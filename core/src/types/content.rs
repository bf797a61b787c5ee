//! Typed read views over baseline content, for renderers.
//!
//! The store keeps menus and the service manual as JSON objects; these
//! structs are what a renderer deserializes an entry into. Every list field
//! defaults to empty so partial entries still render.

use serde::{Deserialize, Serialize};
use serde_json::Value;

#[derive(Debug, Clone, Default, Serialize, Deserialize, PartialEq)]
#[serde(default, rename_all = "camelCase")]
pub struct MenuEntry {
    pub name: String,
    pub warnings: Vec<String>,
    pub ingredients: Vec<String>,
    pub equipment: Vec<String>,
    pub allergens: Vec<String>,
    pub steps: Vec<Step>,
    pub troubleshooting: Vec<MenuTrouble>,
    pub quality_standards: Vec<String>,
    pub variations: Vec<String>,
    pub cleaning: Vec<String>,
    pub references: Vec<String>,
}

impl MenuEntry {
    pub fn from_value(value: &Value) -> Result<MenuEntry, serde_json::Error> {
        MenuEntry::deserialize(value)
    }
}

#[derive(Debug, Clone, Default, Serialize, Deserialize, PartialEq)]
#[serde(default)]
pub struct Step {
    pub number: Option<u32>,
    pub title: String,
    pub description: String,
    pub image: Option<String>,
    pub tips: Vec<String>,
}

#[derive(Debug, Clone, Default, Serialize, Deserialize, PartialEq)]
#[serde(default)]
pub struct MenuTrouble {
    pub problem: String,
    pub solution: String,
}

/// Shop-wide troubleshooting entry (not tied to one menu).
#[derive(Debug, Clone, Default, Serialize, Deserialize, PartialEq)]
#[serde(default)]
pub struct TroubleshootingItem {
    pub title: String,
    pub problem: String,
    pub solutions: Vec<String>,
}

#[derive(Debug, Clone, Default, Serialize, Deserialize, PartialEq)]
#[serde(default)]
pub struct HygieneGuide {
    pub title: String,
    pub subtitle: String,
    #[serde(skip_serializing_if = "Option::is_none")]
    pub description: Option<String>,
    pub sections: Vec<HygieneSection>,
}

#[derive(Debug, Clone, Default, Serialize, Deserialize, PartialEq)]
#[serde(default)]
pub struct HygieneSection {
    pub title: String,
    pub items: Vec<String>,
    pub subsections: Vec<HygieneSubsection>,
}

#[derive(Debug, Clone, Default, Serialize, Deserialize, PartialEq)]
#[serde(default)]
pub struct HygieneSubsection {
    pub subtitle: String,
    pub items: Vec<String>,
}

/// Payment terminal instructions.
#[derive(Debug, Clone, Default, Serialize, Deserialize, PartialEq)]
#[serde(default)]
pub struct AirpayManual {
    pub title: String,
    pub device: String,
    pub methods: Vec<PaymentMethod>,
    pub videos: Vec<Video>,
    pub checklist: Vec<String>,
    pub cautions: Vec<String>,
    pub troubles: Vec<String>,
}

#[derive(Debug, Clone, Default, Serialize, Deserialize, PartialEq)]
#[serde(default)]
pub struct PaymentMethod {
    pub name: String,
    pub steps: Vec<String>,
    pub notes: Vec<String>,
}

#[derive(Debug, Clone, Default, Serialize, Deserialize, PartialEq)]
#[serde(default, rename_all = "camelCase")]
pub struct Video {
    pub title: String,
    pub video_id: Option<String>,
    pub url: Option<String>,
}

impl Video {
    /// Link to open: the watch page for a known video id, else the raw url.
    pub fn link(&self) -> Option<String> {
        match (&self.video_id, &self.url) {
            (Some(id), _) => Some(format!("https://www.youtube.com/watch?v={}", id)),
            (None, Some(url)) => Some(url.clone()),
            (None, None) => None,
        }
    }
}
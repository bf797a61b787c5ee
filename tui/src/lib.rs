//! Terminal UI for the cafe cleaning checklist.
//!
//! # Modules
//!
//! - [`app`] — Tab / selection state machine and key routing
//! - [`checklist`] — ratatui widgets for task tables and update history
//! - [`tui`] — Terminal setup, event loop and action handling

pub mod app;
pub mod checklist;
pub mod tui;
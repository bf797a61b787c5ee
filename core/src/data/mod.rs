//! Record reconciliation between shipped defaults and stored overrides.

pub mod merge;

pub use merge::{lookup, merge_record, FieldPath, MENU_PROTECTED_FIELDS, SERVICE_PROTECTED_FIELDS};
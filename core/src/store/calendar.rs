//! Calendar embed: the user-supplied frame markup shown beside the cleaning
//! checklist.

use super::history::{CALENDAR_REMOVED_MESSAGE, CALENDAR_UPDATED_MESSAGE};
use super::{StateStore, StoreError};
use crate::storage::CALENDAR_EMBED_KEY;

/// Shown when nothing has been configured: the public Japanese holiday
/// calendar, month view.
pub const DEFAULT_CALENDAR_SRC: &str = "https://calendar.google.com/calendar/embed?height=600&wkst=1&ctz=Asia%2FTokyo&showNav=1&showTitle=0&showPrint=0&showCalendars=0&mode=MONTH&hl=ja&src=amEuamFwYW5lc2UjaG9saWRheUBncm91cC52LmNhbGVuZGFyLmdvb2dsZS5jb20&color=%230B8043";

const FRAME_OPEN: &str = "<iframe";
const FRAME_CLOSE: &str = "</iframe>";

/// Check embed markup and return it trimmed.
pub fn validate_embed(markup: &str) -> Result<&str, StoreError> {
    let trimmed = markup.trim();
    if trimmed.is_empty() {
        return Err(StoreError::InvalidEmbed("embed code is empty".into()));
    }
    if !trimmed.contains(FRAME_OPEN) || !trimmed.contains(FRAME_CLOSE) {
        return Err(StoreError::InvalidEmbed(format!(
            "expected an {}> ... {} element",
            FRAME_OPEN, FRAME_CLOSE
        )));
    }
    Ok(trimmed)
}

/// Pull the `src` attribute out of the first frame tag in `markup`.
///
/// Handles double-quoted, single-quoted and bare attribute values.
pub fn extract_frame_src(markup: &str) -> Option<String> {
    let start = markup.find(FRAME_OPEN)?;
    let tag = &markup[start + FRAME_OPEN.len()..];
    let tag = &tag[..tag.find('>')?];

    let mut rest = tag;
    loop {
        let idx = rest.find("src")?;
        let before = rest[..idx].chars().last();
        let after = rest[idx + 3..].trim_start();
        // must be a standalone attribute name: "data-src=" does not count
        let standalone = before.map_or(true, char::is_whitespace);
        if standalone {
            if let Some(value) = after.strip_prefix('=') {
                return attribute_value(value.trim_start());
            }
        }
        rest = &rest[idx + 3..];
    }
}

fn attribute_value(raw: &str) -> Option<String> {
    match raw.chars().next()? {
        quote @ ('"' | '\'') => {
            let body = &raw[1..];
            let end = body.find(quote)?;
            Some(body[..end].to_string())
        }
        _ => {
            let end = raw.find(char::is_whitespace).unwrap_or(raw.len());
            Some(raw[..end].to_string())
        }
    }
}

impl StateStore {
    /// Stored embed markup, if any.
    pub fn calendar_embed(&self) -> Result<Option<String>, StoreError> {
        Ok(self.storage.get(CALENDAR_EMBED_KEY)?)
    }

    /// Store or remove the calendar embed.
    ///
    /// `Some(markup)` is validated first; a rejected value leaves storage and
    /// history untouched. `None` removes any stored embed.
    pub fn set_calendar_embed(&mut self, markup: Option<&str>) -> Result<(), StoreError> {
        match markup {
            Some(markup) => {
                let markup = validate_embed(markup)?;
                self.storage.set(CALENDAR_EMBED_KEY, markup)?;
                self.record_history(CALENDAR_UPDATED_MESSAGE)
            }
            None => {
                self.storage.remove(CALENDAR_EMBED_KEY)?;
                self.record_history(CALENDAR_REMOVED_MESSAGE)
            }
        }
    }

    pub fn clear_calendar_embed(&mut self) -> Result<(), StoreError> {
        self.set_calendar_embed(None)
    }

    /// The frame URL to display.
    ///
    /// With nothing stored this is [`DEFAULT_CALENDAR_SRC`]. With stored
    /// markup that carries no usable frame it is `None`, and callers should
    /// tell the user to re-enter the embed code.
    pub fn calendar_frame_src(&self) -> Result<Option<String>, StoreError> {
        match self.calendar_embed()? {
            Some(markup) => Ok(extract_frame_src(&markup)),
            None => Ok(Some(DEFAULT_CALENDAR_SRC.to_string())),
        }
    }
}

#[cfg(test)]
mod tests {
    use super::*;
    use crate::storage::{KeyValueStorage, MemoryStorage, UPDATE_HISTORY_KEY};
    use crate::store::fixtures::*;

    const EMBED: &str =
        r#"<iframe src="https://calendar.example/embed?id=abc" width="800"></iframe>"#;

    #[test]
    fn validate_accepts_frame_markup() {
        assert_eq!(validate_embed(&format!("  {}\n", EMBED)).unwrap(), EMBED);
    }

    #[test]
    fn validate_rejects_bad_markup() {
        for bad in ["", "   ", "<div>not a frame</div>", "<iframe src=x>", "</iframe>"] {
            assert!(
                matches!(validate_embed(bad), Err(StoreError::InvalidEmbed(_))),
                "accepted {:?}",
                bad
            );
        }
    }

    #[test]
    fn extract_src_variants() {
        assert_eq!(
            extract_frame_src(EMBED).as_deref(),
            Some("https://calendar.example/embed?id=abc")
        );
        assert_eq!(
            extract_frame_src("<iframe width=1 src='a.html'></iframe>").as_deref(),
            Some("a.html")
        );
        assert_eq!(
            extract_frame_src("<iframe src=b.html frameborder=0></iframe>").as_deref(),
            Some("b.html")
        );
        assert_eq!(
            extract_frame_src(r#"<iframe data-src="no" src = "yes"></iframe>"#).as_deref(),
            Some("yes")
        );
        assert_eq!(extract_frame_src("<iframe></iframe>"), None);
        assert_eq!(extract_frame_src("<p>hello</p>"), None);
    }

    #[test]
    fn set_embed_stores_trimmed_and_logs() {
        let (mut store, _) = empty_store();
        store.set_calendar_embed(Some(&format!("\n{}  ", EMBED))).unwrap();
        assert_eq!(store.calendar_embed().unwrap().as_deref(), Some(EMBED));
        assert_eq!(
            store.history().latest().unwrap().message,
            CALENDAR_UPDATED_MESSAGE
        );
        assert_eq!(
            store.calendar_frame_src().unwrap().as_deref(),
            Some("https://calendar.example/embed?id=abc")
        );
    }

    #[test]
    fn stored_embed_reads_back_exactly() {
        let (mut store, _) = empty_store();
        store
            .set_calendar_embed(Some("<iframe src='x'></iframe>"))
            .unwrap();
        assert_eq!(
            store.calendar_embed().unwrap().as_deref(),
            Some("<iframe src='x'></iframe>")
        );
        assert_eq!(store.calendar_frame_src().unwrap().as_deref(), Some("x"));
    }

    #[test]
    fn rejected_embed_changes_nothing() {
        let mut storage = MemoryStorage::new();
        storage.set(CALENDAR_EMBED_KEY, EMBED).unwrap();
        let mut store = store_with(storage, &clock());

        let err = store
            .set_calendar_embed(Some("<div>not a frame</div>"))
            .unwrap_err();
        assert!(matches!(err, StoreError::InvalidEmbed(_)));
        assert_eq!(store.calendar_embed().unwrap().as_deref(), Some(EMBED));
        assert!(store.history().is_empty());
        assert!(store.storage().get(UPDATE_HISTORY_KEY).unwrap().is_none());
    }

    #[test]
    fn clear_embed_removes_and_logs() {
        let (mut store, _) = empty_store();
        store.set_calendar_embed(Some(EMBED)).unwrap();
        store.clear_calendar_embed().unwrap();
        assert!(store.calendar_embed().unwrap().is_none());
        let messages: Vec<&str> = store
            .history()
            .entries()
            .iter()
            .map(|e| e.message.as_str())
            .collect();
        assert_eq!(messages, vec![CALENDAR_REMOVED_MESSAGE, CALENDAR_UPDATED_MESSAGE]);
    }

    #[test]
    fn frame_src_defaults_when_unset() {
        let (store, _) = empty_store();
        assert_eq!(
            store.calendar_frame_src().unwrap().as_deref(),
            Some(DEFAULT_CALENDAR_SRC)
        );
    }

    #[test]
    fn frame_src_none_for_frameless_markup() {
        let mut storage = MemoryStorage::new();
        storage
            .set(CALENDAR_EMBED_KEY, "<iframe title=cal></iframe>")
            .unwrap();
        let store = store_with(storage, &clock());
        assert_eq!(store.calendar_frame_src().unwrap(), None);
    }
}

**TASK DETAILS**
Whenever a line above includes "find", copy it in full.

**EXERCISE SOLUTION**
    let start = markup.find(FRAME_OPEN)?;
    let tag = &tag[..tag.find('>')?];
        let idx = rest.find("src")?;
            let end = body.find(quote)?;
            let end = raw.find(char::is_whitespace).unwrap_or(raw.len());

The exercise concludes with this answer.